Repetitive synaptic excitation or the application of L-glutamate into the vicinity of multireceptive neurons in the dorsal horn of the spinal cord and corresponding structures of the trigeminal nucleus increases neuronal excitability, which is then reflected by an expansion of the receptive field (Fig. 1). Similar alterations of the receptive field of neurons have been observed in various other brain regions. The receptive fields of multireceptive neurons also expand their size following mechanical, chemical, inflammatory or nerve injuries. Since these multireceptive neurons are activated by converging non-nociceptive and nociceptive afferents an increased excitability of these neurons may also be the mechanism by which pain refers to distant somatic and visceral structures (Fig. 2). The increase in neuronal excitability is mediated to a great extent by the co-activation of glutamate receptors and receptors for substance P, a neuropeptide long thought to have a role in pain perception.
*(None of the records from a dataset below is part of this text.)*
use std::sync::mpsc;
use std::time::Duration;

use crossterm::event::{
    self, Event, KeyCode, KeyEvent, KeyEventKind, MouseButton, MouseEvent, MouseEventKind,
};
use ratatui::layout::Rect;
use ratatui::{Terminal, backend::CrosstermBackend};

use crate::app::App;
use crate::audio::{AudioPlayer, PlayerCmd, REFRESH_INTERVAL};
use crate::config;
use crate::ui;

use super::ticker::{Tick, Ticker};

const SEEK_STEP: f64 = 0.05;

#[derive(Debug, Copy, Clone)]
enum Action {
    Quit,
    TogglePlay,
    PlayCursor,
    CursorUp,
    CursorDown,
    Prev,
    Next,
    ToggleShuffle,
    ToggleMute,
    VolumeDown,
    VolumeUp,
    SeekBack,
    SeekForward,
}

/// Key dispatch table; first match wins.
const KEYMAP: &[(KeyCode, Action)] = &[
    (KeyCode::Char('q'), Action::Quit),
    (KeyCode::Esc, Action::Quit),
    (KeyCode::Char(' '), Action::TogglePlay),
    (KeyCode::Char('p'), Action::TogglePlay),
    (KeyCode::Enter, Action::PlayCursor),
    (KeyCode::Char('j'), Action::CursorDown),
    (KeyCode::Down, Action::CursorDown),
    (KeyCode::Char('k'), Action::CursorUp),
    (KeyCode::Up, Action::CursorUp),
    (KeyCode::Char('h'), Action::Prev),
    (KeyCode::Left, Action::Prev),
    (KeyCode::Char('l'), Action::Next),
    (KeyCode::Right, Action::Next),
    (KeyCode::Char('s'), Action::ToggleShuffle),
    (KeyCode::Char('m'), Action::ToggleMute),
    (KeyCode::Char('9'), Action::VolumeDown),
    (KeyCode::Char('0'), Action::VolumeUp),
    (KeyCode::Char(','), Action::SeekBack),
    (KeyCode::Char('.'), Action::SeekForward),
];

/// Main terminal event loop: input, ticker wake-ups and drawing. The
/// frame ticker paces the waveform animation, the refresh ticker paces
/// playback-info reads; input is drained between wake-ups. Returns
/// `Ok(())` when shutdown is requested.
pub fn run(
    terminal: &mut Terminal<CrosstermBackend<std::io::Stdout>>,
    settings: &config::Settings,
    app: &mut App,
    audio_player: &AudioPlayer,
) -> Result<(), Box<dyn std::error::Error>> {
    let (tick_tx, tick_rx) = mpsc::channel();
    let mut frame_ticker = Ticker::spawn(
        Duration::from_millis(settings.wave.frame_ms),
        Tick::Frame,
        tick_tx.clone(),
    );
    let mut refresh_ticker = Ticker::spawn(REFRESH_INTERVAL, Tick::Refresh, tick_tx);

    // First draw happens with real data, not the default snapshot.
    app.refresh();

    loop {
        match tick_rx.recv_timeout(Duration::from_millis(50)) {
            Ok(Tick::Frame) => app.animate(),
            Ok(Tick::Refresh) => app.refresh(),
            Err(mpsc::RecvTimeoutError::Timeout) => {}
            Err(mpsc::RecvTimeoutError::Disconnected) => break,
        }
        // Coalesce a backlog of ticks into one pass of each kind.
        let mut pending_frame = false;
        let mut pending_refresh = false;
        while let Ok(tick) = tick_rx.try_recv() {
            match tick {
                Tick::Frame => pending_frame = true,
                Tick::Refresh => pending_refresh = true,
            }
        }
        if pending_frame {
            app.animate();
        }
        if pending_refresh {
            app.refresh();
        }

        while event::poll(Duration::ZERO)? {
            match event::read()? {
                Event::Key(key) if key.kind == KeyEventKind::Press => {
                    handle_key(key, settings, app, audio_player);
                }
                Event::Mouse(mouse) => {
                    let size = terminal.size()?;
                    let area = Rect::new(0, 0, size.width, size.height);
                    handle_mouse(mouse, area, app, audio_player);
                }
                _ => {}
            }
        }

        terminal.draw(|f| ui::draw(f, app, &settings.ui))?;

        if app.should_quit {
            break;
        }
    }

    frame_ticker.stop();
    refresh_ticker.stop();
    Ok(())
}

fn handle_key(key: KeyEvent, settings: &config::Settings, app: &mut App, audio_player: &AudioPlayer) {
    let Some(action) = KEYMAP
        .iter()
        .find(|(code, _)| *code == key.code)
        .map(|(_, action)| *action)
    else {
        return;
    };

    match action {
        Action::Quit => app.should_quit = true,
        Action::TogglePlay => {
            app.follow = true;
            audio_player.send(PlayerCmd::TogglePlay);
        }
        Action::PlayCursor => {
            if !app.tracks.is_empty() {
                app.follow = true;
                audio_player.send(PlayerCmd::Play {
                    index: app.cursor(),
                    autostart: true,
                });
            }
        }
        Action::CursorDown => app.cursor_down(),
        Action::CursorUp => app.cursor_up(),
        Action::Prev => {
            app.follow = true;
            audio_player.send(PlayerCmd::Prev);
        }
        Action::Next => {
            app.follow = true;
            audio_player.send(PlayerCmd::Next);
        }
        Action::ToggleShuffle => audio_player.send(PlayerCmd::ToggleShuffle),
        Action::ToggleMute => audio_player.send(PlayerCmd::ToggleMute),
        Action::VolumeDown => {
            let v = (app.info.volume - settings.volume.step).max(0.0);
            audio_player.send(PlayerCmd::SetVolume(v));
        }
        Action::VolumeUp => {
            let v = (app.info.volume + settings.volume.step).min(1.0);
            audio_player.send(PlayerCmd::SetVolume(v));
        }
        Action::SeekBack => {
            audio_player.send(PlayerCmd::SeekTo((app.info.progress() - SEEK_STEP).max(0.0)));
        }
        Action::SeekForward => {
            audio_player.send(PlayerCmd::SeekTo((app.info.progress() + SEEK_STEP).min(1.0)));
        }
    }
}

fn handle_mouse(mouse: MouseEvent, area: Rect, app: &mut App, audio_player: &AudioPlayer) {
    if mouse.kind != MouseEventKind::Down(MouseButton::Left) {
        return;
    }
    let panes = ui::panes(area);
    let (col, row) = (mouse.column, mouse.row);

    if let Some(i) = ui::list_index_at(&panes, app.list_state.offset(), col, row) {
        if i < app.tracks.len() {
            app.cursor_to(i);
            if app.register_click(i) {
                app.follow = true;
                audio_player.send(PlayerCmd::Play {
                    index: i,
                    autostart: true,
                });
            }
        }
        return;
    }
    if let Some(fraction) = ui::progress_fraction_at(&panes, col, row) {
        audio_player.send(PlayerCmd::SeekTo(fraction));
        return;
    }
    if let Some(fraction) = ui::volume_fraction_at(&panes, col, row) {
        audio_player.send(PlayerCmd::SetVolume(fraction as f32));
    }
}
//! Locator resolution: turn a `Track` into decodable bytes on disk and a
//! paused `Sink` reading them through the scope tap.

use std::error::Error;
use std::fs::File;
use std::io::BufReader;
use std::path::PathBuf;
use std::time::Duration;

use lofty::prelude::*;
use reqwest::blocking::Client;
use rodio::{Decoder, OutputStream, Sink, Source};

use crate::playlist::{Locator, Track};
use crate::wave::ScopeHandle;

use super::spool::{Spool, SpoolLedger};
use super::tap::Tap;

/// Resolves locators. Remote bytes go through the shared HTTP client into
/// a spool accounted for by the ledger.
pub struct Binder {
    client: Client,
    ledger: SpoolLedger,
}

impl Binder {
    pub fn new(client: Client) -> Self {
        Self {
            client,
            ledger: SpoolLedger::new(),
        }
    }

    /// Resolve `track` to a decodable local path. The returned binding owns
    /// the spool when one was needed, so dropping the binding releases it.
    pub fn bind(&self, track: &Track) -> Result<Binding, Box<dyn Error>> {
        let (path, spool) = match &track.locator {
            Locator::Local(path) => (path.clone(), None),
            Locator::Remote(url) => {
                log::debug!("fetching {url}");
                let bytes = self.client.get(url).send()?.error_for_status()?.bytes()?;
                let spool = Spool::write(&bytes, &suffix_for(url), &self.ledger)?;
                (spool.path().to_path_buf(), Some(spool))
            }
        };

        // Track duration read up front; an unreadable header just leaves it
        // unknown (seeking becomes a no-op, display shows 0:00).
        let duration = lofty::read_from_path(&path)
            .ok()
            .map(|tagged| tagged.properties().duration());

        Ok(Binding {
            path,
            _spool: spool,
            duration,
        })
    }
}

/// A bound track: local path, optional owning spool, probed duration.
pub struct Binding {
    path: PathBuf,
    _spool: Option<Spool>,
    pub duration: Option<Duration>,
}

impl Binding {
    /// Create a paused `Sink` for this binding starting at `start_at`,
    /// with the scope tap spliced in front of the mixer.
    pub fn sink_at(
        &self,
        stream: &OutputStream,
        scope: &ScopeHandle,
        start_at: Duration,
    ) -> Result<Sink, Box<dyn Error>> {
        let file = File::open(&self.path)?;
        let source = Decoder::new(BufReader::new(file))?.skip_duration(start_at);

        let sink = Sink::connect_new(stream.mixer());
        sink.append(Tap::new(source, scope.clone()));
        sink.pause();
        Ok(sink)
    }
}

/// Extension suffix for a spooled URL, so format guessing keeps working.
pub(crate) fn suffix_for(url: &str) -> String {
    let tail = url
        .split(['?', '#'])
        .next()
        .unwrap_or(url)
        .rsplit('/')
        .next()
        .unwrap_or(url);
    match tail.rsplit_once('.') {
        Some((_, ext)) if !ext.is_empty() => format!(".{}", ext.to_lowercase()),
        _ => ".mp3".to_string(),
    }
}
There is evidence from recent research that this facilitatory effect on glutamatergic synaptic transmission involves membrane receptor phosphorylation, and enhances activity-dependent gene expression (Fig. 3). In order to investigate the time-dependent processing of ongoing afferent noxious stimulation in the central nervous system we recently employed the quantitative autoradiographic 14C-2-deoxyglucose technique in a model of chronic monoarthritic pain in the rat. A synopsis of these most recent experimental data and results from previous electrophysiological in vivo and in vitro studies suggests that dorsal horn neurons and probably also other neurons in pain-related structures become spontaneously active and can maintain their activity without further noxious peripheral input.